▶ Dataset:
· · ·

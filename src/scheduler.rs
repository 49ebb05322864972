// src/scheduler.rs

//! Run scheduler: drives a batch from `created` to `completed`.
//!
//! One Tokio task per run, all admitted through a process-wide counting
//! semaphore so that at most `concurrency` runs are executing at any
//! moment, across every batch this scheduler owns. Admission is not FIFO:
//! whichever waiting run the semaphore wakes first gets the freed slot, so
//! completion order is unrelated to index order.
//!
//! A failing run never cancels its siblings; failures are isolated to the
//! run's own status and the batch's `failed` counter. Once every run is
//! terminal the report stage synthesizes one document per run, and the
//! batch reaches `completed` regardless of how many runs failed.

use std::sync::Arc;
use std::time::Duration;

use tokio::sync::Semaphore;
use tokio::task::JoinSet;
use tracing::{debug, error, info, warn};

use crate::artifacts;
use crate::batch::model::{BatchStatus, Run, RunResult};
use crate::batch::registry::{BatchHandle, BatchRegistry};
use crate::config::{ExitOutcome, Settings};
use crate::errors::{Result, ScanbatchError};
use crate::events::Event;
use crate::exec::{ExecutionResult, ScanExecutor, ScanRequest};
use crate::report::{self, ReportContext};

pub struct Scheduler {
    registry: Arc<BatchRegistry>,
    executor: Arc<dyn ScanExecutor>,
    settings: Settings,
    /// Process-wide concurrency cap.
    permits: Arc<Semaphore>,
}

impl Scheduler {
    pub fn new(
        registry: Arc<BatchRegistry>,
        executor: Arc<dyn ScanExecutor>,
        settings: Settings,
    ) -> Arc<Self> {
        let permits = Arc::new(Semaphore::new(settings.concurrency));
        Arc::new(Self {
            registry,
            executor,
            settings,
            permits,
        })
    }

    pub fn registry(&self) -> &Arc<BatchRegistry> {
        &self.registry
    }

    /// Start driving a batch. Publishes `batch_started` before any run
    /// begins, then returns; the runs proceed on background tasks and the
    /// returned handle resolves when the batch has completed.
    ///
    /// Starting a batch that is no longer in `created` state is a caller
    /// error and is rejected rather than re-entering scheduling.
    pub fn start_batch(
        self: &Arc<Self>,
        batch_id: &str,
    ) -> Result<tokio::task::JoinHandle<()>> {
        let batch = self.registry.get(batch_id)?;

        batch.with_state(|s| {
            if s.status != BatchStatus::Created {
                return Err(ScanbatchError::Config(format!(
                    "batch {batch_id} already started"
                )));
            }
            s.status = BatchStatus::Running;
            Ok(())
        })?;

        batch.events.publish(Event::BatchStarted {
            batch_id: batch.id.clone(),
            total: batch.config.repetitions,
        });
        info!(batch_id = %batch.id, total = batch.config.repetitions, "batch started");

        let this = Arc::clone(self);
        Ok(tokio::spawn(async move {
            this.drive_batch(batch).await;
        }))
    }

    async fn drive_batch(self: Arc<Self>, batch: Arc<BatchHandle>) {
        let total = batch.config.repetitions;

        let mut tasks = JoinSet::new();
        for index in 0..total {
            let this = Arc::clone(&self);
            let batch = Arc::clone(&batch);
            tasks.spawn(async move {
                this.drive_run(batch, index).await;
            });
        }

        // Fan-in over all scheduling tasks. Individual failures (including
        // panics) are logged and tolerated; the batch still completes.
        while let Some(joined) = tasks.join_next().await {
            if let Err(e) = joined {
                error!(batch_id = %batch.id, error = %e, "run task aborted");
            }
        }

        self.report_stage(&batch).await;

        batch.with_state(|s| s.status = BatchStatus::Completed);
        batch.events.publish(Event::BatchCompleted {
            batch_id: batch.id.clone(),
        });
        info!(batch_id = %batch.id, "batch completed");
    }

    /// Drive a single run through its lifecycle.
    async fn drive_run(&self, batch: Arc<BatchHandle>, index: u32) {
        // Stagger launches: run i waits i times the configured delay
        // before first attempting admission.
        let delay = batch.config.delay_between_runs;
        if !delay.is_zero() && index > 0 {
            tokio::time::sleep(delay * index).await;
        }

        // Block until a process-wide slot frees up.
        let Ok(_permit) = Arc::clone(&self.permits).acquire_owned().await else {
            // Semaphore closed only at shutdown.
            return;
        };

        let run = match batch.with_state(|s| s.mark_running(index)) {
            Ok(run) => run,
            Err(e) => {
                error!(batch_id = %batch.id, index, error = %e, "run admission failed");
                return;
            }
        };

        batch.events.publish(Event::run_status_update(&batch.id, &run));
        batch.events.publish(Event::RunStarted {
            batch_id: batch.id.clone(),
            run_index: run.index,
            run_id: run.id.clone(),
        });
        debug!(batch_id = %batch.id, run_id = %run.id, "run admitted");

        let request = ScanRequest {
            batch_id: batch.id.clone(),
            run_id: run.id.clone(),
            run_index: run.index,
            tool: batch.config.tool,
            target_url: batch.config.target_url.clone(),
            executor_path: self.settings.executor_path.clone(),
            raw_output_path: artifacts::raw_output_path(&batch.output_dir, run.index),
        };

        let outcome = self
            .executor
            .execute(request, batch.events.clone())
            .await;

        self.finish_run(&batch, &run, outcome);
    }

    /// Record the terminal transition for a run and publish its events.
    fn finish_run(
        &self,
        batch: &BatchHandle,
        run: &Run,
        outcome: Result<ExecutionResult>,
    ) {
        match outcome {
            Ok(exec) => {
                let classification = self
                    .settings
                    .classify_exit(batch.config.tool, exec.exit_code);
                let result = RunResult {
                    exit_code: exec.exit_code,
                    duration_ms: exec.duration.as_millis() as u64,
                    findings_present: classification == ExitOutcome::FindingsPresent,
                };

                match classification {
                    ExitOutcome::Clean | ExitOutcome::FindingsPresent => {
                        match batch.with_state(|s| s.mark_completed(run.index, result.clone())) {
                            Ok(updated) => {
                                batch
                                    .events
                                    .publish(Event::run_status_update(&batch.id, &updated));
                                batch.events.publish(Event::RunCompleted {
                                    batch_id: batch.id.clone(),
                                    run_index: updated.index,
                                    run_id: updated.id.clone(),
                                    result,
                                });
                                info!(run_id = %run.id, "run completed");
                            }
                            Err(e) => error!(run_id = %run.id, error = %e, "completion lost"),
                        }
                    }
                    ExitOutcome::Crash => {
                        let message = ScanbatchError::ExecutionFailure {
                            code: exec.exit_code,
                            message: format!(
                                "{} exited with a code outside its clean/findings sets",
                                batch.config.tool
                            ),
                        }
                        .to_string();
                        self.fail_run(batch, run, message, Some(result));
                    }
                }
            }
            Err(e) => {
                self.fail_run(batch, run, e.to_string(), None);
            }
        }
    }

    fn fail_run(
        &self,
        batch: &BatchHandle,
        run: &Run,
        error: String,
        result: Option<RunResult>,
    ) {
        warn!(run_id = %run.id, error = %error, "run failed");
        match batch.with_state(|s| s.mark_failed(run.index, error.clone(), result)) {
            Ok(updated) => {
                batch
                    .events
                    .publish(Event::run_status_update(&batch.id, &updated));
                batch.events.publish(Event::RunFailed {
                    batch_id: batch.id.clone(),
                    run_index: updated.index,
                    run_id: updated.id.clone(),
                    error,
                });
            }
            Err(e) => error!(run_id = %run.id, error = %e, "failure lost"),
        }
    }

    /// Extract findings and synthesize one report per run, after every run
    /// is terminal. Extraction problems degrade to placeholder findings;
    /// report write failures are reported via `markdown_error` events and
    /// never block batch completion.
    async fn report_stage(&self, batch: &BatchHandle) {
        let snapshot = batch.snapshot();
        let tool = batch.config.tool;

        for run in &snapshot.runs {
            let raw_path = artifacts::raw_output_path(&batch.output_dir, run.index);
            let raw = tokio::fs::read_to_string(&raw_path)
                .await
                .unwrap_or_default();

            let mut findings = report::extract_findings(tool, &raw);

            // Structured report supplement: appended, not deduplicated.
            let structured_path = artifacts::structured_report_path(&batch.output_dir, run.index);
            let mut artifact_paths = vec![raw_path.display().to_string()];
            if let Ok(structured_raw) = tokio::fs::read_to_string(&structured_path).await {
                match report::parse_zap_report(&structured_raw) {
                    Ok(mut extra) => findings.append(&mut extra),
                    Err(e) => {
                        warn!(run_id = %run.id, error = %e, "structured report unparseable");
                        findings.push(report::placeholder(
                            tool,
                            format!("structured report unreadable: {e}"),
                        ));
                    }
                }
                artifact_paths.push(structured_path.display().to_string());
            }

            let report_path = artifacts::report_path(&batch.output_dir, run.index);
            artifact_paths.push(report_path.display().to_string());

            let ctx = ReportContext {
                batch_id: &batch.id,
                tool,
                target_url: &batch.config.target_url,
            };
            let document = report::synthesize_report(&ctx, run, &findings, &artifact_paths);

            match tokio::fs::write(&report_path, document).await {
                Ok(()) => {
                    batch.events.publish(Event::MarkdownGenerated {
                        batch_id: batch.id.clone(),
                        run_id: run.id.clone(),
                        report_path: report_path.display().to_string(),
                    });
                }
                Err(e) => {
                    let err = ScanbatchError::Synthesis(format!(
                        "writing {}: {e}",
                        report_path.display()
                    ));
                    warn!(run_id = %run.id, error = %err, "report write failed");
                    batch.events.publish(Event::MarkdownError {
                        batch_id: batch.id.clone(),
                        run_id: run.id.clone(),
                        error: err.to_string(),
                    });
                }
            }
        }
    }
}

· · ·

▶ Task prompt: Send back the lines of the records word for word, from the very first through the line containing "isolated to the".

▶ Exercise solution:
filename src/scheduler.rs
repository 49ebb05322864972
// src/scheduler.rs

//! Run scheduler: drives a batch from `created` to `completed`.
//!
//! One Tokio task per run, all admitted through a process-wide counting
//! semaphore so that at most `concurrency` runs are executing at any
//! moment, across every batch this scheduler owns. Admission is not FIFO:
//! whichever waiting run the semaphore wakes first gets the freed slot, so
//! completion order is unrelated to index order.
//!
//! A failing run never cancels its siblings; failures are isolated to the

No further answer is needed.